Before I could wear The Mad Dress to last year's RSV Trafalgar Ball, I needed to complete the ensemble by making The Mad Chemisette!  I hadn't felt quite right wearing the dress without something underneath (besides my bodiced petticoat, which did not give quite the right silhouette) for a bit of modesty.  Plus I wanted to better match my inspiration image:

I used my old Simplicity 3635 pattern as a base:

But instead of cutting out the full length of the chemise in the pattern, I used the selvedges as my hem:

It only needed to be long enough to tuck into the bodice of my dress, after all.  My fabric was a very lovely, sheer, slippery silk chiffon, and I wanted to do as little sewing on it as possible.

I didn't use the sleeve pattern at all, but drafted my own with some very basic math.  First I used my measuring tape to make a loop that my hand could easily pass through without it being too wide, and added 1/2" for seam allowance.  I used this to mark the width at the hem of the sleeves (again using the selvedge), and also marked the center of the width, as well:

Then at the top (fold) of the fabric, I measured out how wide I wanted the top of the sleeve to be where it would attach to the shoulder of the chemisette:

After I cut away the main body piece, I folded the remainder over on the halfway marks between the top and bottom measurements:

I pinned the layers together, and cut both sleeves out at once:

(Then cut open the top fold to get two sleeves.)  This gave me a gently tapered sleeve that wouldn't need to be gathered at the top, and hopefully would give me enough room under the arms that I wouldn't need to add a gusset.  I assembled each sleeve using the mantua maker's stitch.  This gave me a lovely finished seam without extra work!  However, the silk chiffon was a bear to work with.  I was complaining about it on Facebook, and one of my friends suggested using some (unflavored) gelatin to "starch" the fabric to make it easier to work with.  This worked remarkably well!  Here is the tutorial she linked me to:

The top sleeve was treated with gelatin before sewing; the bottom one was not.
I already had the same gelatine that the tutorial used in my pantry, so I figured why not give it a go?  Since I had already cut out my pieces (and sewn one) I didn't want to immerse my fabric completely.  So I modified the technique to work for me.  I dissolved 1/2 tsp gelatine in a cup of water, and painted it onto the edges with a soft paintbrush.  Then once the edges had dried, I pinned them together and sewed like normal.

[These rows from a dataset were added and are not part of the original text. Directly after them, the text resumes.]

//! Credential bundle: the named blobs a linked device needs to resume.

use anyhow::{Context, Result};
use std::collections::BTreeMap;
use std::path::{Path, PathBuf};
use std::time::UNIX_EPOCH;
use tokio::fs;

use crate::util::write_atomic;

/// Full authentication state, blob name → content.
#[derive(Debug, Clone, Default, PartialEq, Eq)]
pub struct CredentialBundle {
    blobs: BTreeMap<String, Vec<u8>>,
}

impl CredentialBundle {
    pub fn new() -> Self {
        Self::default()
    }

    pub fn insert(&mut self, name: impl Into<String>, content: Vec<u8>) {
        self.blobs.insert(name.into(), content);
    }

    pub fn get(&self, name: &str) -> Option<&[u8]> {
        self.blobs.get(name).map(Vec::as_slice)
    }

    pub fn len(&self) -> usize {
        self.blobs.len()
    }

    pub fn is_empty(&self) -> bool {
        self.blobs.is_empty()
    }

    pub fn names(&self) -> impl Iterator<Item = &str> {
        self.blobs.keys().map(String::as_str)
    }

    pub fn iter(&self) -> impl Iterator<Item = (&str, &[u8])> {
        self.blobs.iter().map(|(k, v)| (k.as_str(), v.as_slice()))
    }

    /// Read every blob stored in `dir`. A missing directory yields an empty bundle.
    pub async fn read_dir(dir: &Path) -> Result<Self> {
        let mut bundle = Self::new();
        for name in list_blob_names(dir).await? {
            let content = fs::read(dir.join(&name))
                .await
                .with_context(|| format!("Failed to read credential blob {name}"))?;
            bundle.insert(name, content);
        }
        Ok(bundle)
    }

    /// Persist every blob into `dir`, replacing same-named files.
    pub async fn write_into(&self, dir: &Path) -> Result<()> {
        for (name, content) in self.iter() {
            write_blob(dir, name, content).await?;
        }
        Ok(())
    }
}

impl FromIterator<(String, Vec<u8>)> for CredentialBundle {
    fn from_iter<I: IntoIterator<Item = (String, Vec<u8>)>>(iter: I) -> Self {
        Self {
            blobs: iter.into_iter().collect(),
        }
    }
}

/// Blob names are flat file names. Dotfiles are reserved for local bookkeeping.
pub fn is_valid_blob_name(name: &str) -> bool {
    !name.is_empty()
        && !name.starts_with('.')
        && !name.contains(['/', '\\'])
        && name != ".."
        && !name.chars().any(char::is_control)
}

/// Names of the regular, non-hidden files in `dir`, sorted.
pub async fn list_blob_names(dir: &Path) -> Result<Vec<String>> {
    let mut names = Vec::new();
    let mut entries = match fs::read_dir(dir).await {
        Ok(entries) => entries,
        Err(e) if e.kind() == std::io::ErrorKind::NotFound => return Ok(names),
        Err(e) => {
            return Err(e).with_context(|| format!("Failed to list {}", dir.display()));
        }
    };

    while let Some(entry) = entries.next_entry().await? {
        if !entry.file_type().await?.is_file() {
            continue;
        }
        let Some(name) = entry.file_name().to_str().map(str::to_owned) else {
            continue;
        };
        if is_valid_blob_name(&name) {
            names.push(name);
        }
    }
    names.sort();
    Ok(names)
}

/// Local modification marker of a blob, in nanoseconds since the Unix epoch.
pub async fn modification_marker(path: &Path) -> Result<u64> {
    let modified = fs::metadata(path)
        .await
        .with_context(|| format!("Failed to stat {}", path.display()))?
        .modified()
        .with_context(|| format!("No modification time for {}", path.display()))?;
    let nanos = modified
        .duration_since(UNIX_EPOCH)
        .unwrap_or_default()
        .as_nanos();
    Ok(u64::try_from(nanos).unwrap_or(u64::MAX))
}

/// Write one blob through a temporary sibling and rename it into place.
pub async fn write_blob(dir: &Path, name: &str, content: &[u8]) -> Result<PathBuf> {
    if !is_valid_blob_name(name) {
        anyhow::bail!("Refusing to write credential blob with unsafe name `{name}`");
    }
    write_atomic(dir, name, content).await
}

#[cfg(test)]
mod tests {
    use super::*;

    #[test]
    fn blob_names_reject_paths_and_dotfiles() {
        assert!(is_valid_blob_name("creds.json"));
        assert!(is_valid_blob_name("pre-key-12.json"));
        assert!(!is_valid_blob_name(""));
        assert!(!is_valid_blob_name(".sync-index.json"));
        assert!(!is_valid_blob_name("../creds.json"));
        assert!(!is_valid_blob_name("nested/creds.json"));
        assert!(!is_valid_blob_name("nested\\creds.json"));
    }

    #[tokio::test]
    async fn read_dir_skips_hidden_files_and_subdirs() {
        let tmp = tempfile::tempdir().unwrap();
        write_blob(tmp.path(), "creds.json", b"{}").await.unwrap();
        write_atomic(tmp.path(), ".sync-index.json", b"{}").await.unwrap();
        std::fs::create_dir(tmp.path().join("sub")).unwrap();

        let bundle = CredentialBundle::read_dir(tmp.path()).await.unwrap();
        assert_eq!(bundle.names().collect::<Vec<_>>(), vec!["creds.json"]);
    }

    #[tokio::test]
    async fn read_dir_of_missing_directory_is_empty() {
        let tmp = tempfile::tempdir().unwrap();
        let bundle = CredentialBundle::read_dir(&tmp.path().join("absent"))
            .await
            .unwrap();
        assert!(bundle.is_empty());
    }

    #[tokio::test]
    async fn write_blob_replaces_content_without_leftovers() {
        let tmp = tempfile::tempdir().unwrap();
        write_blob(tmp.path(), "creds.json", b"old").await.unwrap();
        write_blob(tmp.path(), "creds.json", b"new").await.unwrap();

        assert_eq!(std::fs::read(tmp.path().join("creds.json")).unwrap(), b"new");
        let leftovers = std::fs::read_dir(tmp.path()).unwrap().count();
        assert_eq!(leftovers, 1);
    }

    #[tokio::test]
    async fn write_blob_rejects_traversal() {
        let tmp = tempfile::tempdir().unwrap();
        assert!(write_blob(tmp.path(), "../escape", b"x").await.is_err());
    }
}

It made a huge difference!  On the first sleeve, I had to hand-baste the edges together, pin it every inch, and it still fought me the entire way.  With the second seam, treated, I didn't need to baste it!  And the whole thing lay much more flat and neat when it was done.

I used the same treatment method and mantua-maker's stitch to attach the sleeves and sew the side seams, then I added a channel to the neckline for the drawstring.  I used bias strips of cotton voile left over from another project.  I used 1/4" twill tape for the ties.

Simple!  However, I didn't want the ties of the drawstring to hang down on the inside, so I tried it on and drew up the neckline until it sat where I wanted it.  Then I trimmed off the extra twill tape and sewed the ends together permanently.  There is still quite a large enough opening to get it on over my head with no problems.  In the car on the way to the ball, I stitched the gold braided trim along the top, covering the drawstring casing.  It's not perfect, but it worked.

The full look:


I would have liked more square corners at the front neckline, but all in all I think I did a pretty good job of bringing this particular look to life.  It was such a fun project, and very silly and fun to wear!

The dress fits much better with my stays underneath, which makes sense since it was drafted over the stays.  And I felt much more covered with the chemisette!


Left - at the Regency Ladies' Retreat with a bodiced petticoat underneath

For the ball, I threw together a makeshift turban in the car, using the leftover blue silk strip from cutting the skirt to length, wrapped with the remaining gold braided trim I had just used on the chemisette neckline.  I pinned a butterfly brooch to the side and stuck some feathers in behind it!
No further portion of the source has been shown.